To summarize, a Python virtual environment allows you to package the specific version of libraries needed for your code to run. This eliminates the “it works on my laptop” problem, where you may have specific versions of libraries installed, but someone else may have different versions.

Prerequisites

To go through the steps in this article, you will need to have some packages installed. I would recommend installing the latest version of Python 3. This can be installed using brew on MacOS, or yum on CentOS/RedHat. In my testing using Ubuntu or Debian, the packages can be installed using the following commands:

sudo apt update && sudo apt upgrade
sudo apt install -y software-properties-common
sudo apt install -y python3 python3-dev python3-venv

You may need to change the link from /usr/bin/python3 to point to the version you want to use, but if you explicitly call python3.9, it should return the version:

Creating a Python Virtual Environment – Classic Method

Going through the Python documentation, you can use the venv command to create a lightweight virtual environment. Run the following command to create a new Python virtual environment, with the folder in your current directory:

python -m venv <virtual-environment-name>

Once this is done, you can activate the virtual environment using this command:

source <virtual-environment-name>/bin/activate

If successful, you should see the environment name at the front of your terminal prompt:

Once you are inside the virtual environment, you can use pip3 to install all of the required libraries to their specific versions. More on this below.

Using pip to install libraries and generate a requirements file

According to the Python documentation, the pip program is the “preferred installer program” for Python projects. It is included by default with Python 3.4 and higher. Since this version, venv defaults to installing pip into all created virtual environments.

Once you are inside the virtual environment, you can manually install packages using pip. For example:

pip3 install wheel botocore boto3 datetime cs

The libraries will be installed to the latest version and you will see output such as this:

Use the command pip list to check the installed versions of libraries in the environment:

Once you have all of the libraries installed to the correct version, you can “freeze” this environment, and output a requirements.txt file with the libraries at their specific version. This can be provided in your code repository so another person can replicate the same environment with the same libraries at the same version.

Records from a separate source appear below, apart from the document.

//! Read-only queries against a cardano-db-sync Postgres snapshot: voting
//! period bounds, candidate transaction preselection and per-voter balances.
//!
//! The snapshot schema is external, so queries are runtime-checked
//! (`sqlx::query`/`query_as`) rather than compile-time macros.

use crate::model::{Lovelace, VoteTx};
use sqlx::postgres::PgPool;
use sqlx::Row;

#[derive(Debug, thiserror::Error)]
pub enum LedgerError {
    #[error("ledger query failed: {0}")]
    Sqlx(#[from] sqlx::Error),
    #[error("no transactions found for epoch {0}")]
    EmptyEpoch(u64),
}

pub type Result<T> = std::result::Result<T, LedgerError>;

/// Qualifying output-value band for candidate votes, in lovelace. Encodes
/// first choices 105..=993 with any three-digit second choice.
pub const QUALIFYING_BAND: (Lovelace, Lovelace) = (2_105_000, 2_993_993);

/// Tx-id bounds of the voting period. `first_tx` doubles as the
/// epoch-boundary key for balance lookups.
#[derive(Debug, Clone, Copy)]
pub struct VotePeriod {
    pub first_tx: i64,
    pub last_tx: i64,
}

/// Pre-vote stake and spendable-reward lookups at the epoch boundary,
/// keyed by (stake address, boundary tx). Abstracted so the scanner can run
/// against a cached or in-memory source.
#[allow(async_fn_in_trait)]
pub trait BalanceOracle {
    /// Sum of unspent outputs held by the stake address just before the
    /// boundary transaction.
    async fn stake_before(&self, stake_addr_id: i64, boundary_tx: i64) -> Result<Lovelace>;

    /// Rewards spendable during the vote epoch minus earlier withdrawals.
    /// May be negative; the caller clamps.
    async fn reward_at(&self, stake_addr_id: i64, boundary_tx: i64) -> Result<Lovelace>;
}

pub struct LedgerDatabase {
    pool: PgPool,
}

impl LedgerDatabase {
    pub async fn connect(database_url: &str) -> Result<LedgerDatabase> {
        let pool = PgPool::connect(database_url).await?;
        Ok(LedgerDatabase { pool })
    }

    /// Min/max tx id of the vote epoch.
    pub async fn vote_period(&self, epoch: u64) -> Result<VotePeriod> {
        let row = sqlx::query(
            r#"
            SELECT MIN(tx.id), MAX(tx.id)
            FROM tx, block
            WHERE tx.block_id = block.id
            AND block.epoch_no = $1
            "#,
        )
        .bind(epoch as i64)
        .fetch_one(&self.pool)
        .await?;

        let first: Option<i64> = row.try_get(0)?;
        let last: Option<i64> = row.try_get(1)?;
        match (first, last) {
            (Some(first_tx), Some(last_tx)) => Ok(VotePeriod { first_tx, last_tx }),
            _ => Err(LedgerError::EmptyEpoch(epoch)),
        }
    }

    /// Preselect candidate vote transactions for the period, most recent
    /// first. A transaction qualifies when it has at least one ADA-only
    /// output inside the qualifying band and every input and output carries
    /// the same non-null stake address. The full output set is checked again
    /// later by the extractor.
    pub async fn candidate_transactions(&self, period: VotePeriod) -> Result<Vec<VoteTx>> {
        let rows = sqlx::query(
            r#"
            SELECT DISTINCT ON (tx.id)
                tx.id AS tx_id,
                tx.hash AS tx_hash,
                tx_out.stake_address_id AS stake_addr_id,
                stake_address.view AS stake_addr
            FROM tx_out
            INNER JOIN tx ON tx.id = tx_out.tx_id
            INNER JOIN stake_address ON stake_address.id = tx_out.stake_address_id
            INNER JOIN tx_in ON tx_in.tx_in_id = tx_out.tx_id
            INNER JOIN tx_out tx_out_in
                ON tx_out_in.tx_id = tx_in.tx_out_id
                AND tx_out_in.index = tx_in.tx_out_index
                AND tx_out_in.stake_address_id = tx_out.stake_address_id
            WHERE tx_out.tx_id >= $1
            AND tx_out.tx_id <= $2
            AND tx_out.value >= $3
            AND tx_out.value <= $4
            AND NOT EXISTS (
                SELECT TRUE FROM tx_out
                WHERE tx_out.tx_id = tx.id
                AND (tx_out.stake_address_id IS NULL OR tx_out.stake_address_id != stake_address.id)
            )
            AND NOT EXISTS (
                SELECT TRUE FROM ma_tx_out
                WHERE ma_tx_out.tx_out_id = tx_out.id
            )
            AND NOT EXISTS (
                SELECT TRUE
                FROM tx_in
                INNER JOIN tx_out tx_out_in
                    ON tx_out_in.tx_id = tx_in.tx_out_id
                    AND tx_out_in.index = tx_in.tx_out_index
                    AND (tx_out_in.stake_address_id IS NULL OR tx_out_in.stake_address_id != tx_out.stake_address_id)
                WHERE tx_in.tx_in_id = tx.id
            )
            ORDER BY tx.id DESC
            "#,
        )
        .bind(period.first_tx)
        .bind(period.last_tx)
        .bind(QUALIFYING_BAND.0)
        .bind(QUALIFYING_BAND.1)
        .fetch_all(&self.pool)
        .await?;

        let mut txs = Vec::with_capacity(rows.len());
        for row in rows {
            let hash: Vec<u8> = row.try_get("tx_hash")?;
            txs.push(VoteTx {
                tx_id: row.try_get("tx_id")?,
                tx_hash: to_hex(&hash),
                stake_addr_id: row.try_get("stake_addr_id")?,
                stake_addr: row.try_get("stake_addr")?,
                output_values: Vec::new(),
            });
        }
        Ok(txs)
    }

    /// All ADA-only output values of one transaction, in lovelace.
    pub async fn ada_output_values(&self, tx_id: i64) -> Result<Vec<Lovelace>> {
        let values = sqlx::query_scalar::<_, i64>(
            r#"
            SELECT tx_out.value::bigint
            FROM tx_out
            WHERE tx_out.tx_id = $1
            AND NOT EXISTS (
                SELECT TRUE FROM ma_tx_out
                WHERE ma_tx_out.tx_out_id = tx_out.id
            )
            "#,
        )
        .bind(tx_id)
        .fetch_all(&self.pool)
        .await?;
        Ok(values)
    }
}

impl BalanceOracle for LedgerDatabase {
    async fn stake_before(&self, stake_addr_id: i64, boundary_tx: i64) -> Result<Lovelace> {
        let stake = sqlx::query_scalar::<_, i64>(
            r#"
            SELECT COALESCE(SUM(value), 0)::bigint
            FROM
                (SELECT tx_out.value, tx_out.tx_id, tx_out.stake_address_id
                    FROM tx_out
                    LEFT JOIN tx_in ON tx_out.tx_id = tx_in.tx_out_id
                        AND tx_out.index::smallint = tx_in.tx_out_index::smallint
                  WHERE (tx_in.tx_in_id IS NULL OR tx_in.tx_in_id > $2)
                 ) utxo
            WHERE stake_address_id = $1
            AND tx_id < $2
            "#,
        )
        .bind(stake_addr_id)
        .bind(boundary_tx)
        .fetch_one(&self.pool)
        .await?;
        Ok(stake)
    }

    async fn reward_at(&self, stake_addr_id: i64, boundary_tx: i64) -> Result<Lovelace> {
        // Rewards spendable by the start of the vote epoch.
        let earned = sqlx::query_scalar::<_, i64>(
            r#"
            SELECT COALESCE(SUM(amount), 0)::bigint
            FROM reward
            WHERE addr_id = $1
            AND reward.spendable_epoch <=
                (SELECT block.epoch_no
                 FROM tx, block
                 WHERE tx.block_id = block.id
                 AND tx.id = $2
                )
            "#,
        )
        .bind(stake_addr_id)
        .bind(boundary_tx)
        .fetch_one(&self.pool)
        .await?;

        // Withdrawals before the vote epoch.
        let withdrawn = sqlx::query_scalar::<_, i64>(
            r#"
            SELECT COALESCE(SUM(amount), 0)::bigint
            FROM withdrawal
            WHERE addr_id = $1
            AND tx_id < $2
            "#,
        )
        .bind(stake_addr_id)
        .bind(boundary_tx)
        .fetch_one(&self.pool)
        .await?;

        Ok(earned - withdrawn)
    }
}

fn to_hex(bytes: &[u8]) -> String {
    bytes.iter().map(|b| format!("{:02x}", b)).collect()
}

pip freeze > requirements.txt

To use the requirements file on a new environment, you can run the following to install all of the libraries at once using the file:

pip install -r requirements.txt

Once you are finished with the virtual environment, type deactivate to exit the environment. You will see the (virtualenv) disappear from your command prompt:

To clean up the virtual environment, you can manually delete the directory in ~/.virtualenvs that was created:

The next generation – using pipenv to manage virtual environments and requirements

With the above steps, it’s quite manual to create the virtual environment, activate it, install the libraries using a requirements.txt file or pip directly, freeze the requirements, and deactivate.

Pipenv has become a more common way of managing project dependencies. Instead of having a requirements.txt file in the project, and managing the virtual environment separately, we can create a Pipfile to handle this automatically.

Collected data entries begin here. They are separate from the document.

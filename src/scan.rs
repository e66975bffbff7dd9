//! One deterministic pass over the preselected transactions: dedup by voter,
//! weigh each vote through the balance oracle and classify its outputs.

use crate::extract::{classify_outputs, VoteOutcome};
use crate::ledger::{BalanceOracle, Result};
use crate::model::{Ballot, TallyStats, VoteTx};
use crate::roster::Roster;
use std::collections::HashSet;

/// Outcome of one scan pass: at most one ballot per voter, plus counters.
#[derive(Debug)]
pub struct ScanSummary {
    pub ballots: Vec<Ballot>,
    pub stats: TallyStats,
}

/// Walk candidate transactions in the order supplied (descending tx id, most
/// recent first). Once a voter has produced an accepted ballot, every older
/// transaction from the same stake address is skipped before decode. Rejected
/// transactions do not shield older ones.
pub async fn scan_votes<O: BalanceOracle>(
    txs: &[VoteTx],
    roster: &Roster,
    oracle: &O,
    boundary_tx: i64,
) -> Result<ScanSummary> {
    let mut voted: HashSet<&str> = HashSet::new();
    let mut ballots = Vec::new();
    let mut stats = TallyStats::default();

    for tx in txs {
        if voted.contains(tx.stake_addr.as_str()) {
            // A more recent accepted vote exists for this voter.
            continue;
        }

        // Stake at the start of the vote epoch plus rewards spendable then.
        let stake = oracle.stake_before(tx.stake_addr_id, boundary_tx).await?;
        let mut reward = oracle.reward_at(tx.stake_addr_id, boundary_tx).await?;
        if reward < 0 {
            eprintln!("negative reward balance: {} {}", tx.stake_addr, reward);
            stats.negative_rewards += 1;
            reward = 0;
        }
        let weight = stake + reward;

        match classify_outputs(&tx.output_values, roster) {
            VoteOutcome::NoMatch => {}
            VoteOutcome::Ambiguous => {
                eprintln!("ambiguous tx {}", tx.tx_hash);
                stats.ambiguous_txs += 1;
                stats.ambiguous_weight += weight;
            }
            VoteOutcome::Vote { first, second } => {
                voted.insert(tx.stake_addr.as_str());

                if weight > 0 {
                    stats.positive_ballots += 1;
                    if second.is_some() {
                        stats.second_choice_ballots += 1;
                    }
                } else {
                    stats.zero_ballots += 1;
                }
                stats.total_weight += weight;

                ballots.push(Ballot {
                    voter: tx.stake_addr.clone(),
                    weight,
                    first_choice: first,
                    second_choice: second,
                    tx_hash: tx.tx_hash.clone(),
                });
            }
        }
    }

    Ok(ScanSummary { ballots, stats })
}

First, ensure pipenv is installed on the machine you are using. This can be done with pip, brew, or your built in package manager. For my environment on Ubuntu Linux, I would just run sudo apt install pipenv.

Once pipenv is installed, it needs to be invoked to build a virtual environment by running pipenv install. This will create a Pipfile and Pipfile.lock file. If you already have a requirements.txt file from the previous steps, it will detect this and convert it into a Pipfile:

So in one command, we’ve built a virtual environment, loaded all of the libraries, and created the files (Pipefile, Pipfile.lock) that others can use to build a virtual environment to use with the same versions.

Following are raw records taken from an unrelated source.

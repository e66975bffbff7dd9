//! Ranked-choice elimination engine.
//!
//! Seeds every roster pool with the ballots that named it first, then
//! eliminates one pool per round until none remain: first the externally
//! disqualified pools in their given order, then whichever pool holds the
//! lowest credited weight. An eliminated pool's second-choice weights are
//! transferred to their targets while more than `retain` pools are left;
//! after that eliminations continue (to order the wait-list) but nothing
//! transfers. Weight already pointing at an eliminated pool is dropped, never
//! cascaded to a third preference.

use crate::model::{Ballot, Lovelace, PoolId};
use crate::roster::Roster;
use std::collections::{BTreeMap, BTreeSet, VecDeque};

#[derive(Debug, thiserror::Error)]
pub enum TallyError {
    #[error("disqualified pool {0} is not in the candidate roster")]
    UnknownDisqualified(PoolId),
    #[error("pool {0} appears more than once in the disqualification list")]
    DuplicateDisqualified(PoolId),
    #[error("ballot first choice {0} is not in the candidate roster")]
    UnknownFirstChoice(PoolId),
}

pub type Result<T> = std::result::Result<T, TallyError>;

/// Default retained-set size: 30 winners plus 10 wait-list seats.
pub const DEFAULT_RETAIN: usize = 40;

/// Per-pool state during elimination.
#[derive(Debug, Default)]
struct PoolTally {
    /// Weights currently credited to this pool: its own first-choice ballots
    /// plus any transfers received so far.
    credited: Vec<Lovelace>,
    /// (second choice, weight) of this pool's own first-choice ballots,
    /// spent at most once, when this pool is eliminated.
    transfers: Vec<(PoolId, Lovelace)>,
}

impl PoolTally {
    fn weight(&self) -> Lovelace {
        self.credited.iter().sum()
    }

    fn positive_ballots(&self) -> u64 {
        self.credited.iter().filter(|w| **w > 0).count() as u64
    }
}

/// One entry of the final ranking. The ranking vector is ordered best-first:
/// index 0 is the last pool standing.
#[derive(Debug, Clone, PartialEq, Eq)]
pub struct RankedPool {
    pub pool: PoolId,
    pub label: String,
    /// Credited weight sum frozen at the moment of elimination.
    pub weight: Lovelace,
    /// Number of positive-weight ballots credited at elimination.
    pub positive_ballots: u64,
    /// Competition rank: increments only on a strict weight decrease, so
    /// equal-weight neighbors share a number.
    pub rank: u32,
}

#[derive(Debug)]
pub struct TallyEngine<'a> {
    roster: &'a Roster,
    remaining: BTreeMap<PoolId, PoolTally>,
    retain: usize,
}

impl<'a> TallyEngine<'a> {
    /// Seed the engine: every roster pool gets an entry, including pools with
    /// no ballots at all (they tally zero and are eliminated early).
    pub fn new(roster: &'a Roster, ballots: &[Ballot], retain: usize) -> Result<TallyEngine<'a>> {
        let mut remaining: BTreeMap<PoolId, PoolTally> = roster
            .ids()
            .map(|id| (id, PoolTally::default()))
            .collect();
        for ballot in ballots {
            let entry = remaining
                .get_mut(&ballot.first_choice)
                .ok_or(TallyError::UnknownFirstChoice(ballot.first_choice))?;
            entry.credited.push(ballot.weight);
            if let Some(second) = ballot.second_choice {
                entry.transfers.push((second, ballot.weight));
            }
        }
        Ok(TallyEngine {
            roster,
            remaining,
            retain,
        })
    }

    /// Run eliminations to completion. The disqualification list is validated
    /// up front: an unknown or repeated id aborts before any round runs.
    pub fn run(mut self, disqualified: &[PoolId]) -> Result<Vec<RankedPool>> {
        let mut seen = BTreeSet::new();
        for &id in disqualified {
            if !self.remaining.contains_key(&id) {
                return Err(TallyError::UnknownDisqualified(id));
            }
            if !seen.insert(id) {
                return Err(TallyError::DuplicateDisqualified(id));
            }
        }

        let mut queue: VecDeque<PoolId> = disqualified.iter().copied().collect();
        // Collected in elimination order, reversed to best-first at the end.
        let mut eliminated: Vec<RankedPool> = Vec::with_capacity(self.remaining.len());

        while !self.remaining.is_empty() {
            let id = match queue.pop_front() {
                // Disqualified pools go first, whatever their weight.
                Some(id) => id,
                None => self.lowest_pool(),
            };
            let entry = self
                .remaining
                .remove(&id)
                .ok_or(TallyError::UnknownDisqualified(id))?;

            eliminated.push(RankedPool {
                pool: id,
                label: self.roster.label(id).to_string(),
                weight: entry.weight(),
                positive_ballots: entry.positive_ballots(),
                rank: 0,
            });

            // Once only `retain` pools are left, eliminations continue to
            // order the wait-list but second choices no longer move.
            if self.remaining.len() > self.retain {
                for (second, weight) in entry.transfers {
                    if let Some(target) = self.remaining.get_mut(&second) {
                        target.credited.push(weight);
                    }
                    // Target already eliminated: weight is dropped.
                }
            }
        }

        eliminated.reverse();
        assign_ranks(&mut eliminated);
        Ok(eliminated)
    }

    /// Pool with the lowest credited weight sum; ties break to the lowest
    /// pool id.
    fn lowest_pool(&self) -> PoolId {
        self.remaining
            .iter()
            .map(|(id, tally)| (tally.weight(), *id))
            .min()
            .map(|(_, id)| id)
            .expect("remaining set is non-empty")
    }
}

/// Competition ranking over a best-first ordering: the rank number increments
/// only when the weight strictly decreases.
fn assign_ranks(ranking: &mut [RankedPool]) {
    let mut rank = 0u32;
    let mut previous: Option<Lovelace> = None;
    for entry in ranking.iter_mut() {
        if previous.map_or(true, |p| entry.weight < p) {
            rank += 1;
        }
        entry.rank = rank;
        previous = Some(entry.weight);
    }
}

#[cfg(test)]
mod tests {
    use super::*;

    fn roster(ids: &[PoolId]) -> Roster {
        Roster::from_entries(ids.iter().map(|&id| (id, format!("P{}", id)))).unwrap()
    }

    fn ballot(voter: &str, weight: Lovelace, first: PoolId, second: Option<PoolId>) -> Ballot {
        Ballot {
            voter: voter.to_string(),
            weight,
            first_choice: first,
            second_choice: second,
            tx_hash: String::new(),
        }
    }

    fn run(
        ids: &[PoolId],
        ballots: &[Ballot],
        retain: usize,
        disqualified: &[PoolId],
    ) -> Vec<RankedPool> {
        let roster = roster(ids);
        TallyEngine::new(&roster, ballots, retain)
            .unwrap()
            .run(disqualified)
            .unwrap()
    }

    #[test]
    fn disqualification_beats_weight() {
        let ballots = vec![
            ballot("a", 1_000_000, 1, None),
            ballot("b", 1, 2, None),
        ];
        // Pool 1 has a million times the weight but is disqualified first.
        let ranking = run(&[1, 2], &ballots, 0, &[1]);
        assert_eq!(ranking.last().unwrap().pool, 1);
        assert_eq!(ranking[0].pool, 2);
    }

    #[test]
    fn disqualified_pool_second_choices_still_transfer() {
        let ballots = vec![
            ballot("a", 100, 1, Some(3)),
            ballot("b", 5, 2, None),
            ballot("c", 5, 3, None),
        ];
        let ranking = run(&[1, 2, 3], &ballots, 0, &[1]);
        // Pool 3 received the 100 transferred from disqualified pool 1 and
        // outranks pool 2.
        assert_eq!(ranking[0].pool, 3);
        assert_eq!(ranking[0].weight, 105);
    }

    #[test]
    fn unknown_disqualified_pool_is_fatal() {
        let roster = roster(&[1, 2]);
        let err = TallyEngine::new(&roster, &[], 0)
            .unwrap()
            .run(&[9])
            .unwrap_err();
        assert!(matches!(err, TallyError::UnknownDisqualified(9)));
    }

    #[test]
    fn repeated_disqualified_pool_is_fatal() {
        let roster = roster(&[1, 2]);
        let err = TallyEngine::new(&roster, &[], 0)
            .unwrap()
            .run(&[1, 1])
            .unwrap_err();
        assert!(matches!(err, TallyError::DuplicateDisqualified(1)));
    }

    #[test]
    fn ballot_for_unknown_pool_is_fatal() {
        let roster = roster(&[1]);
        let err = TallyEngine::new(&roster, &[ballot("a", 1, 9, None)], 0).unwrap_err();
        assert!(matches!(err, TallyError::UnknownFirstChoice(9)));
    }

    #[test]
    fn transfer_stops_at_the_retained_set_size() {
        let ballots = vec![
            ballot("a", 10, 2, None),
            ballot("b", 5, 1, None),
            ballot("c", 1, 3, Some(1)),
        ];
        // retain = 2: pool 3 is eliminated first, leaving exactly 2 pools,
        // so its second choice for pool 1 must not be credited.
        let ranking = run(&[1, 2, 3], &ballots, 2, &[]);
        let pool1 = ranking.iter().find(|r| r.pool == 1).unwrap();
        assert_eq!(pool1.weight, 5);

        // retain = 1: same elimination leaves 2 > 1 pools, so it transfers.
        let ranking = run(&[1, 2, 3], &ballots, 1, &[]);
        let pool1 = ranking.iter().find(|r| r.pool == 1).unwrap();
        assert_eq!(pool1.weight, 6);
    }

    #[test]
    fn no_cascade_to_a_third_preference() {
        let ballots = vec![
            ballot("a", 10, 1, None),
            ballot("b", 1, 2, None),
            ballot("c", 2, 3, Some(2)),
        ];
        // Pool 2 goes first, then pool 3; pool 3's second choice points at
        // the already-eliminated pool 2, so its weight vanishes.
        let ranking = run(&[1, 2, 3], &ballots, 0, &[]);
        assert_eq!(ranking[0].pool, 1);
        assert_eq!(ranking[0].weight, 10);
        let pool3 = ranking.iter().find(|r| r.pool == 3).unwrap();
        assert_eq!(pool3.weight, 2);
    }

    #[test]
    fn equal_weights_eliminate_the_lowest_pool_id_first() {
        let ballots = vec![
            ballot("a", 5, 3, None),
            ballot("b", 5, 4, None),
            ballot("c", 10, 1, None),
        ];
        let ranking = run(&[1, 3, 4], &ballots, 0, &[]);
        // Pool 3 is eliminated before pool 4, so pool 4 sits above it.
        let pos3 = ranking.iter().position(|r| r.pool == 3).unwrap();
        let pos4 = ranking.iter().position(|r| r.pool == 4).unwrap();
        assert!(pos4 < pos3);
    }

    #[test]
    fn display_ranks_collapse_ties() {
        let ballots = vec![
            ballot("a", 10, 1, None),
            ballot("b", 10, 2, None),
            ballot("c", 5, 3, None),
            ballot("d", 5, 4, None),
            ballot("e", 1, 5, None),
        ];
        let ranking = run(&[1, 2, 3, 4, 5], &ballots, 0, &[]);
        let ranks: Vec<u32> = ranking.iter().map(|r| r.rank).collect();
        assert_eq!(ranks, vec![1, 1, 2, 2, 3]);
        let weights: Vec<Lovelace> = ranking.iter().map(|r| r.weight).collect();
        assert_eq!(weights, vec![10, 10, 5, 5, 1]);
    }

    #[test]
    fn every_pool_is_ranked_exactly_once() {
        let ids = [1, 2, 3, 5, 8, 13];
        // Pools 5 and 13 get no ballots at all; they still appear, at weight 0.
        let ballots = vec![
            ballot("a", 7, 1, Some(2)),
            ballot("b", 3, 2, None),
            ballot("c", 4, 3, Some(8)),
            ballot("d", 9, 8, None),
        ];
        let ranking = run(&ids, &ballots, 0, &[]);
        assert_eq!(ranking.len(), ids.len());
        let mut ranked: Vec<PoolId> = ranking.iter().map(|r| r.pool).collect();
        ranked.sort_unstable();
        assert_eq!(ranked, ids);
        assert!(ranking.iter().any(|r| r.pool == 5 && r.weight == 0));
    }

    #[test]
    fn zero_weight_ballots_count_in_weight_but_not_positive_count() {
        let ballots = vec![
            ballot("a", 0, 1, None),
            ballot("b", 4, 1, None),
            ballot("c", 1, 2, None),
        ];
        let ranking = run(&[1, 2], &ballots, 0, &[]);
        assert_eq!(ranking[0].pool, 1);
        assert_eq!(ranking[0].weight, 4);
        assert_eq!(ranking[0].positive_ballots, 1);
    }
}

Once you’re finished with the virtual environment, run pipenv --rm to remove it. The default locations for the virtual environment files is in ~/.virtualenvs and ~/.local/share/virtualenvs.

Note the Pipfile and Pipfile.lock will not be deleted, and can be kept to reuse as part of your code base.

Other Options

There are a number of other options for creating and managing virtual environments and library dependencies. They are worth looking into, and all have their pros and cons.

At some point it may make more sense to just containerize with Docker and use that instead.

Conclusion

Virtual environments are an important consideration when writing and collaborating on Python code. There are multiple ways to set them up, but it is important to understand why and when to use them.